What to work on
When you reach the line with "pub fn menu_id(self)" in the data below, begin printing lines exactly, and stop once the line with "pub fn label(self)" has been printed.

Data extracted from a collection
-- -- --

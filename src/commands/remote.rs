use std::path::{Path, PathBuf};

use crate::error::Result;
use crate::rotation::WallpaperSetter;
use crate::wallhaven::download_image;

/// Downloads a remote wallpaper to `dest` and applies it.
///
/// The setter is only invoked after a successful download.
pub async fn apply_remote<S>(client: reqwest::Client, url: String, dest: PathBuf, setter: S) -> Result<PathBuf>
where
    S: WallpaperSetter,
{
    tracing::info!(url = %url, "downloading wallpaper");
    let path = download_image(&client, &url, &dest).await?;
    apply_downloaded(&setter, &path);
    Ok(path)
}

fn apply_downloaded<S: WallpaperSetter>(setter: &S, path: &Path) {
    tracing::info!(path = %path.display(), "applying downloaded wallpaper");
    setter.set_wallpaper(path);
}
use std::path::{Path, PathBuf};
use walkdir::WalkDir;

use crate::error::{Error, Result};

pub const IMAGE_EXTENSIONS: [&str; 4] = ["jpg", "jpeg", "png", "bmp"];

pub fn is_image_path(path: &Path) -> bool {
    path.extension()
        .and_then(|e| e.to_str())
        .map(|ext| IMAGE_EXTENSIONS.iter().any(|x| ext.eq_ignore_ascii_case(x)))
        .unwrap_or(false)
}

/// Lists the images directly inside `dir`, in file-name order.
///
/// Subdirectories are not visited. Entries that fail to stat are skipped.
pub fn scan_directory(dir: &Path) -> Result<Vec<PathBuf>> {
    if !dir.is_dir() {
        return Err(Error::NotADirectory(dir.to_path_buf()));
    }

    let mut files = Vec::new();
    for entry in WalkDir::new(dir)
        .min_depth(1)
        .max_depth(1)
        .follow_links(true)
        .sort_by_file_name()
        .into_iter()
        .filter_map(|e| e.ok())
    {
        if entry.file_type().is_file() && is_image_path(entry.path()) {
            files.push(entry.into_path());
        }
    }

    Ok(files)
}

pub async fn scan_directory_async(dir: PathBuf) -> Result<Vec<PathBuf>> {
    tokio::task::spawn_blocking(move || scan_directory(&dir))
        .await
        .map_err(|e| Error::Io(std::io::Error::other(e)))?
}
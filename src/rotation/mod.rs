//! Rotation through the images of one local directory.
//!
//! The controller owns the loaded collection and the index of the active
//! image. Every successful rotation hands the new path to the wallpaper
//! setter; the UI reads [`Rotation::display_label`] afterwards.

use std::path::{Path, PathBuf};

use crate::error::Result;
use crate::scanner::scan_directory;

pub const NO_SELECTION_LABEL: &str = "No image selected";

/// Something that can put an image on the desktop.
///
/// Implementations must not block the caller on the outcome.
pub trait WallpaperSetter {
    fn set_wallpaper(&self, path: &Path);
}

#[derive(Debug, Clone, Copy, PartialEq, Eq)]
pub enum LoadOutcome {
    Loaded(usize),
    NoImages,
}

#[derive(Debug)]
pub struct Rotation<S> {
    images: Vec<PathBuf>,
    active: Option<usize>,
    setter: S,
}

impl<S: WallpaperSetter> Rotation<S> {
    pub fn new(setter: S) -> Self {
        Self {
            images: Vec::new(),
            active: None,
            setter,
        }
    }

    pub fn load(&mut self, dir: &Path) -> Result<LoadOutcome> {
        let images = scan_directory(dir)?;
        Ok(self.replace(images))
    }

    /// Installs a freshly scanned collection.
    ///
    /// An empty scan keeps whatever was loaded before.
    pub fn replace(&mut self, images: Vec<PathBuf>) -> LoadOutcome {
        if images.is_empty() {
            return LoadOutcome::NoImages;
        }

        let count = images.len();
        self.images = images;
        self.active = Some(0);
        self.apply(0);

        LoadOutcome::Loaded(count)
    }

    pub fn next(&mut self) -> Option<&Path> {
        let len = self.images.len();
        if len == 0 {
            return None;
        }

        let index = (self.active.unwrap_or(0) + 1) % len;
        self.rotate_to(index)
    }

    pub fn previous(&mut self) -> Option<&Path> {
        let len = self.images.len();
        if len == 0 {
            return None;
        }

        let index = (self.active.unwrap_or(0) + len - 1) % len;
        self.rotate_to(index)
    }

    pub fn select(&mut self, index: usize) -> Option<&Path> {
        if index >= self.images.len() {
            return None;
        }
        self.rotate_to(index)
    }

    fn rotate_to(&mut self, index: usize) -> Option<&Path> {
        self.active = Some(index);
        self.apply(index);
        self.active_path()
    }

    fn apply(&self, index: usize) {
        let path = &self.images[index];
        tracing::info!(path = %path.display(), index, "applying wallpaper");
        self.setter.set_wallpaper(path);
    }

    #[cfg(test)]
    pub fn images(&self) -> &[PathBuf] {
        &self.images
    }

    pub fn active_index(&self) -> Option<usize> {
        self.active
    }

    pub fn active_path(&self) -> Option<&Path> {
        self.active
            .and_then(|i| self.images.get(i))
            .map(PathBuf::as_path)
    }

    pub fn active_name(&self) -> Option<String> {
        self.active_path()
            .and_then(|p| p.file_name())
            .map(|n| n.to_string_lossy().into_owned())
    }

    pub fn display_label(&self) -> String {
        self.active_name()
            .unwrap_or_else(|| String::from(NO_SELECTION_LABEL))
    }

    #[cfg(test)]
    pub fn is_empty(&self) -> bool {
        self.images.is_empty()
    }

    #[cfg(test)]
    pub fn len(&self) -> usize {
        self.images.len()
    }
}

-- -- --

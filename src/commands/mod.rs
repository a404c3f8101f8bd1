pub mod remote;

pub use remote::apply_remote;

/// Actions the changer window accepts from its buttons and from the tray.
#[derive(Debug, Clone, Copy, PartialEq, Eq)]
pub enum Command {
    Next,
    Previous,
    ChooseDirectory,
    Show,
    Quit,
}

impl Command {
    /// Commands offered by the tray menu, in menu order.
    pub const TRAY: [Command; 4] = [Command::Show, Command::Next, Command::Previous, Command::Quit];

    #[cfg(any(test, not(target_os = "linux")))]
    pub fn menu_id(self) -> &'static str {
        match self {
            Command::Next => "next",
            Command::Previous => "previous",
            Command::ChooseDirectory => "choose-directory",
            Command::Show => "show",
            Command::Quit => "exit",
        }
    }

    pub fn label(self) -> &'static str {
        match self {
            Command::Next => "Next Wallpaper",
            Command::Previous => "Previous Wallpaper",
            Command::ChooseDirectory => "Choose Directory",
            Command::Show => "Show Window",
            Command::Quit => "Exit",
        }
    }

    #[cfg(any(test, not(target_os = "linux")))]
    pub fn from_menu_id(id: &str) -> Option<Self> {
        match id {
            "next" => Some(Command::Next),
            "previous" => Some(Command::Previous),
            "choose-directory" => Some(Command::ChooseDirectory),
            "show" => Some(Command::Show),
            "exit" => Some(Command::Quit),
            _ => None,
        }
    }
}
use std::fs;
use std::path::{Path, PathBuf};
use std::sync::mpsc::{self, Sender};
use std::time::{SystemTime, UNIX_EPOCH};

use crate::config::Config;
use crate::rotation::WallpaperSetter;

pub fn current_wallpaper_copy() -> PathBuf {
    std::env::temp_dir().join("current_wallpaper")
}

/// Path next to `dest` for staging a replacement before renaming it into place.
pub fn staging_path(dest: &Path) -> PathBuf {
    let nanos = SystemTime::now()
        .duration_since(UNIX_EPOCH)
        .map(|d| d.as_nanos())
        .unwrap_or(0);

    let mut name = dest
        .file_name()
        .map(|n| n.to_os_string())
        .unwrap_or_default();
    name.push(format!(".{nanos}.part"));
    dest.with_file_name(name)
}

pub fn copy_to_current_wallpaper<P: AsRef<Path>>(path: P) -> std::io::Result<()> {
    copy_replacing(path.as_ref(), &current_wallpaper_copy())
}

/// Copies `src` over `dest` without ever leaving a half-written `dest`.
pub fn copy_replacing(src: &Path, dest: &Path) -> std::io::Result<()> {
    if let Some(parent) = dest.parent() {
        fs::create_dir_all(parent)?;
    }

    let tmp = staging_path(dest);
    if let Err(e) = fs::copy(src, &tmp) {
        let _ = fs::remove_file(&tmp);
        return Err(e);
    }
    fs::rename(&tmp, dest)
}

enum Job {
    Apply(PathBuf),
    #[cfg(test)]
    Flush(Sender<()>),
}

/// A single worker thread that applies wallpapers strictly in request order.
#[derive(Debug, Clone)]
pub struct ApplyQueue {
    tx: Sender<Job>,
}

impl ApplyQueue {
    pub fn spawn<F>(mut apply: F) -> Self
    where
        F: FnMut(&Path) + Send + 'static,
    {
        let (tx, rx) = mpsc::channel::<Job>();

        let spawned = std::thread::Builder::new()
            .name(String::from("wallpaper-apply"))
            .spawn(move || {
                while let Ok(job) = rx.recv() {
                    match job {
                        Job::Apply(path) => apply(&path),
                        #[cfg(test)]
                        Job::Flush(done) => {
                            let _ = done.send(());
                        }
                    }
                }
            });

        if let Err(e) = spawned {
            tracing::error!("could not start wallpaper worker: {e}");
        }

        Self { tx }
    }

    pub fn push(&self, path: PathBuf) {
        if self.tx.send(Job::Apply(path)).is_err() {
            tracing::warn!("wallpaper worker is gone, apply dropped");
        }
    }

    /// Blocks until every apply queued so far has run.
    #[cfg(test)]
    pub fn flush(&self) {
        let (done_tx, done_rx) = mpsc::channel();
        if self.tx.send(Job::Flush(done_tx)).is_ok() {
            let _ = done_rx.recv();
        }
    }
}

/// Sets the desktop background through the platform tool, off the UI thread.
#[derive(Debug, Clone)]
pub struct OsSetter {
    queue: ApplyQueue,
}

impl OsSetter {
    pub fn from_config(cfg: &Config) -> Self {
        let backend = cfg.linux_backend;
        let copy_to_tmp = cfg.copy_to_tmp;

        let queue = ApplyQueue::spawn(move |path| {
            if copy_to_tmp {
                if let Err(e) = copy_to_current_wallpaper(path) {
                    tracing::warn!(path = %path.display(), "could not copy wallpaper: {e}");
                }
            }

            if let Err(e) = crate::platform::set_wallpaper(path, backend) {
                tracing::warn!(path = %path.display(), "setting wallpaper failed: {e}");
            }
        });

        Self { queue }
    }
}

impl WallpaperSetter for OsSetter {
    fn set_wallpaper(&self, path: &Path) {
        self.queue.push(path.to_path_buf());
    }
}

-- -- --

Solution to this problem
    pub fn menu_id(self) -> &'static str {
        match self {
            Command::Next => "next",
            Command::Previous => "previous",
            Command::ChooseDirectory => "choose-directory",
            Command::Show => "show",
            Command::Quit => "exit",
        }
    }

    pub fn label(self) -> &'static str {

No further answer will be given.